Group Policy plays a central role in the campaign. The attackers abused it to push malicious components to other machines connected to the domain. This approach allowed them to blend into administrative traffic and avoid noisy lateral movement techniques.

Once deployed, the malware communicated with command and control infrastructure hosted on cloud services. The researchers observed the use of Microsoft OneDrive and Google Drive for command delivery and data exchange, which can complicate detection and blocking efforts.

This infrastructure choice aligns with a broader trend among espionage groups that rely on trusted platforms to hide malicious traffic in normal enterprise activity.

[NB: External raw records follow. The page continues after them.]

use std::path::PathBuf;

fn main() {
    let manifest_dir = PathBuf::from(std::env::var("CARGO_MANIFEST_DIR").unwrap());
    let out_dir = PathBuf::from(std::env::var("OUT_DIR").unwrap());
    let dist = manifest_dir.join("../../frontend/dist");

    println!("cargo:rerun-if-changed={}", dist.display());
    println!("cargo:rerun-if-env-changed=CCM_FRONTEND_DIST");

    // An explicit override wins (e.g. a dashboard built elsewhere).
    if let Ok(dir) = std::env::var("CCM_FRONTEND_DIST") {
        println!("cargo:rustc-env=CCM_FRONTEND_DIST={dir}");
        return;
    }

    if dist.join("index.html").exists() {
        println!("cargo:rustc-env=CCM_FRONTEND_DIST={}", dist.display());
        return;
    }

    // No dashboard checked out. Write a stub into OUT_DIR so the RustEmbed
    // proc-macro still has a folder to embed.
    let stub_dir = out_dir.join("frontend-dist");
    std::fs::create_dir_all(&stub_dir).expect("create stub frontend-dist dir");
    std::fs::write(
        stub_dir.join("index.html"),
        "<!doctype html><html><body>\
         <p>Dashboard assets missing. Restore <code>frontend/dist</code> and rebuild.</p>\
         </body></html>",
    )
    .expect("write stub index.html");
    println!("cargo:rustc-env=CCM_FRONTEND_DIST={}", stub_dir.display());
    println!("cargo:warning=frontend/dist not found, ccm-server will serve a stub UI");
}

Browser data guides follow-on attacks

One of the first tools deployed inside victim networks is NosyHistorian. This C# and .NET application collects browsing history from Google Chrome, Microsoft Edge, and Mozilla Firefox. The stolen data helps the operators understand user behavior and decide where to deploy additional malware.

Another component, NosyDoor, focuses on system reconnaissance and task execution. It gathers metadata such as machine name, username, operating system version, and current process details. That information is sent back to the command and control service.

NosyDoor also retrieves task files containing instructions. Supported commands include file exfiltration, file deletion, and execution of shell commands, giving the attackers ongoing control over infected systems.

NosyDoor execution chain

Tools built for data theft and surveillance

LongNosedGoblin relies on several specialized tools to collect sensitive data. NosyStealer targets browser data stored in Microsoft Edge and Google Chrome, expanding on the intelligence gathered earlier in the attack chain.

NosyDownloader handles payload delivery. It executes a series of obfuscated commands and loads additional malware directly into memory, which reduces artifacts on disk and makes forensic analysis more difficult.

The toolset also includes NosyLogger, a C# and .NET keylogger. The researchers assess it as a modified version of the open-source DuckSharp project. Keylogging supports credential theft and monitoring of user activity over time.

Audio, video, and network access

Beyond traditional espionage tooling, the group deploys utilities that support deeper surveillance. The researchers identified a reverse SOCKS5 proxy that provides remote network access through infected hosts.

They also observed an argument runner used to launch other applications. In at least one case, this runner executed a video recording tool, likely FFmpeg, to capture audio and video from compromised systems.

This combination of administrative abuse, cloud-based command channels, and multi-layered surveillance tools shows a campaign designed for persistence inside sensitive government environments. The researchers continue to monitor the group’s activity across the region.

“We later identified another instance of a NosyDoor variant targeting an organization in an EU country, once again employing different techniques, and using the Yandex Disk cloud service as a C&C server. The use of this NosyDoor variant suggests that the malware may be shared among multiple China-aligned threat groups,” says ESET researcher Anton Cherepanov, who investigated LongNosedGoblin with fellow ESET researcher Peter Strýček.